People like Elizabeth Becker
Elizabeth Becker
Elizabeth Becker (born October 28, 1947) is an American author and journalist who covered national and international affairs as a New York Times correspondent and was a member of the staff that won the 2002 Pulitzer Prize for Public Service. She was the Senior Foreign Editor of National Public Radio where she received two DuPont-Columbia Awards as executive producer for reporting of South Africa's first democratic elections and the Rwanda genocide. She began her career as a war correspondent for The Washington Post covering Cambodia. She is the author of When the War Was Over, a modern history of Cambodia and the Khmer Rouge, for which she won a Robert F. Kennedy book citation.

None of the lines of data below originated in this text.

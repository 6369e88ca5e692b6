use std::str::FromStr;
use std::sync::Arc;
use std::time::Duration;

use sqlx::SqlitePool;
use sqlx::sqlite::{SqliteConnectOptions, SqliteJournalMode, SqlitePoolOptions};
use thiserror::Error;

use crate::repository::{KeyValueStore, Storage};

mod kv_repo;
mod migrate;

/// Score store backed by a single `kv_entries` table.
#[derive(Clone)]
pub struct SqliteRepository {
    pool: SqlitePool,
}

#[derive(Debug, Error)]
#[non_exhaustive]
pub enum SqliteInitError {
    #[error(transparent)]
    Sqlx(#[from] sqlx::Error),
}

impl SqliteRepository {
    /// Open a pool on `database_url`, creating the database file if needed.
    ///
    /// Connections run in WAL mode with a 5 s busy timeout so a score write
    /// never fails just because another connection holds the lock.
    ///
    /// # Errors
    ///
    /// Returns `SqliteInitError` if the URL is malformed or no connection can
    /// be opened.
    pub async fn connect(database_url: &str) -> Result<Self, SqliteInitError> {
        let options = SqliteConnectOptions::from_str(database_url)?
            .create_if_missing(true)
            .journal_mode(SqliteJournalMode::Wal)
            .busy_timeout(Duration::from_secs(5));
        let pool = SqlitePoolOptions::new()
            .max_connections(4)
            .acquire_timeout(Duration::from_secs(5))
            .connect_with(options)
            .await?;
        Ok(Self { pool })
    }

    /// Bring the `kv_entries` schema up to the latest version.
    ///
    /// Safe to call on every start; applied versions are skipped.
    ///
    /// # Errors
    ///
    /// Returns `SqliteInitError` if a migration statement fails.
    pub async fn migrate(&self) -> Result<(), SqliteInitError> {
        migrate::run_migrations(&self.pool).await
    }

    /// Connect and migrate in one step.
    ///
    /// # Errors
    ///
    /// Returns `SqliteInitError` from either step.
    pub async fn open(database_url: &str) -> Result<Self, SqliteInitError> {
        let repo = Self::connect(database_url).await?;
        repo.migrate().await?;
        Ok(repo)
    }
}

impl Storage {
    /// Storage whose score records live in `SQLite`.
    ///
    /// # Errors
    ///
    /// Returns `SqliteInitError` if the database cannot be opened or migrated.
    pub async fn sqlite(database_url: &str) -> Result<Self, SqliteInitError> {
        let kv: Arc<dyn KeyValueStore> = Arc::new(SqliteRepository::open(database_url).await?);
        tracing::info!(database_url, "sqlite score store ready");
        Ok(Self { kv })
    }
}
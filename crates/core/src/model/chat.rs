use serde::{Deserialize, Serialize};

#[derive(Debug, Clone, Copy, PartialEq, Eq, Serialize, Deserialize)]
#[serde(rename_all = "lowercase")]
pub enum ChatRole {
    System,
    User,
    Assistant,
}

#[derive(Debug, Clone, PartialEq, Eq, Serialize, Deserialize)]
pub struct ChatMessage {
    pub role: ChatRole,
    pub content: String,
}

impl ChatMessage {
    #[must_use]
    pub fn user(content: impl Into<String>) -> Self {
        Self {
            role: ChatRole::User,
            content: content.into(),
        }
    }

    #[must_use]
    pub fn assistant(content: impl Into<String>) -> Self {
        Self {
            role: ChatRole::Assistant,
            content: content.into(),
        }
    }
}

/// Ordered conversation history sent with every chat request.
#[derive(Debug, Clone, Default, PartialEq, Eq, Serialize, Deserialize)]
pub struct ChatTranscript {
    messages: Vec<ChatMessage>,
}

impl ChatTranscript {
    #[must_use]
    pub fn new() -> Self {
        Self::default()
    }

    pub fn push(&mut self, message: ChatMessage) {
        self.messages.push(message);
    }

    #[must_use]
    pub fn messages(&self) -> &[ChatMessage] {
        &self.messages
    }

    #[must_use]
    pub fn last(&self) -> Option<&ChatMessage> {
        self.messages.last()
    }

    #[must_use]
    pub fn len(&self) -> usize {
        self.messages.len()
    }

    #[must_use]
    pub fn is_empty(&self) -> bool {
        self.messages.is_empty()
    }
}
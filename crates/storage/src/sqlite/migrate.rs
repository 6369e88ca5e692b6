use sqlx::SqlitePool;

use super::SqliteInitError;

/// Applies versioned schema migrations that have not run yet.
pub async fn run_migrations(pool: &SqlitePool) -> Result<(), SqliteInitError> {
    async fn is_applied(pool: &SqlitePool, version: i64) -> Result<bool, sqlx::Error> {
        let row = sqlx::query("SELECT 1 FROM schema_migrations WHERE version = ?1")
            .bind(version)
            .fetch_optional(pool)
            .await?;
        Ok(row.is_some())
    }

    sqlx::query(
        r"
            CREATE TABLE IF NOT EXISTS schema_migrations (
                version INTEGER PRIMARY KEY,
                applied_at TEXT NOT NULL DEFAULT CURRENT_TIMESTAMP
            );
            ",
    )
    .execute(pool)
    .await?;

    // Version 1: key-value entries.
    if !is_applied(pool, 1).await? {
        let mut tx = pool.begin().await?;

        sqlx::query(
            r"
                CREATE TABLE IF NOT EXISTS kv_entries (
                    key TEXT PRIMARY KEY NOT NULL,
                    value TEXT NOT NULL,
                    updated_at TEXT NOT NULL DEFAULT CURRENT_TIMESTAMP
                );
            ",
        )
        .execute(&mut *tx)
        .await?;

        sqlx::query(
            r"
                INSERT INTO schema_migrations (version)
                VALUES (?1)
                ON CONFLICT(version) DO NOTHING
            ",
        )
        .bind(1_i64)
        .execute(&mut *tx)
        .await?;

        tx.commit().await?;
        tracing::debug!(version = 1, "applied schema migration");
    }

    Ok(())
}
use std::sync::LazyLock;

use regex::Regex;
use thiserror::Error;

// ASCII word characters only; `\w` would also admit Unicode letters.
static EMAIL_PATTERN: LazyLock<Regex> = LazyLock::new(|| {
    Regex::new(r"^[A-Za-z0-9_]+([.-]?[A-Za-z0-9_]+)*@[A-Za-z0-9_]+([.-]?[A-Za-z0-9_]+)*(\.[A-Za-z0-9_]{2,3})+$")
        .expect("email pattern is valid")
});

static PASSWORD_CHARSET: LazyLock<Regex> =
    LazyLock::new(|| Regex::new(r"^[A-Za-z0-9]{8,}$").expect("password pattern is valid"));

#[derive(Debug, Error, Clone, PartialEq, Eq)]
#[non_exhaustive]
pub enum AccountError {
    #[error("username cannot be empty")]
    EmptyUsername,

    #[error("email address is not valid")]
    InvalidEmail,

    #[error("password must be at least 8 characters with letters and numbers")]
    WeakPassword,
}

#[derive(Debug, Clone, Copy, PartialEq, Eq)]
pub enum AccountMode {
    Login,
    Create,
}

/// Form input for the local account screen. Nothing leaves the device.
#[derive(Debug, Clone)]
pub struct AccountDraft {
    pub mode: AccountMode,
    pub username: String,
    pub email: String,
    pub password: String,
}

/// Signed-in account details shown on the account screen.
#[derive(Debug, Clone, PartialEq, Eq)]
pub struct Account {
    username: String,
    email: String,
}

impl AccountDraft {
    /// Validate the form and produce the signed-in account.
    ///
    /// # Errors
    ///
    /// Returns the first failing field as an `AccountError`.
    pub fn validate(self) -> Result<Account, AccountError> {
        let username = self.username.trim();
        if username.is_empty() {
            return Err(AccountError::EmptyUsername);
        }
        let email = self.email.trim();
        if !is_valid_email(email) {
            return Err(AccountError::InvalidEmail);
        }
        if !is_valid_password(&self.password) {
            return Err(AccountError::WeakPassword);
        }

        Ok(Account {
            username: username.to_string(),
            email: email.to_string(),
        })
    }
}

impl Account {
    #[must_use]
    pub fn username(&self) -> &str {
        &self.username
    }

    #[must_use]
    pub fn email(&self) -> &str {
        &self.email
    }
}

#[must_use]
pub fn is_valid_email(email: &str) -> bool {
    EMAIL_PATTERN.is_match(email)
}

/// At least eight ASCII letters/digits, with one of each.
#[must_use]
pub fn is_valid_password(password: &str) -> bool {
    PASSWORD_CHARSET.is_match(password)
        && password.chars().any(|c| c.is_ascii_alphabetic())
        && password.chars().any(|c| c.is_ascii_digit())
}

In December 1978 Becker was a member, with Malcolm Caldwell and Richard Dudman, of the last group of Western journalists and writers invited to visit Cambodia since the Khmer Rouge had taken power in April 1975. The three visitors were given a highly structured tour of the country: "We traveled in a bubble," wrote Becker, "No one was allowed to speak to me freely." On 22 December, Caldwell had a private audience with Pol Pot, the leader of Cambodia. After the meeting, he came back in a mood described as "euphoric" to the guest house in Phnom Penh where the three were staying. About 11:00 p.m. that night Becker was awakened by the sound of gunfire. She stepped out of her bedroom and saw a heavily armed Cambodian man who pointed a pistol at her. She ran back into her room and heard people moving and more gunshots. An hour later a Cambodian came to her bedroom door and told her that Caldwell was dead. She and Dudman went to his room. He had been shot in the chest and the body of a Cambodian man was also in the room, possibly the same man who had pointed the pistol at Becker.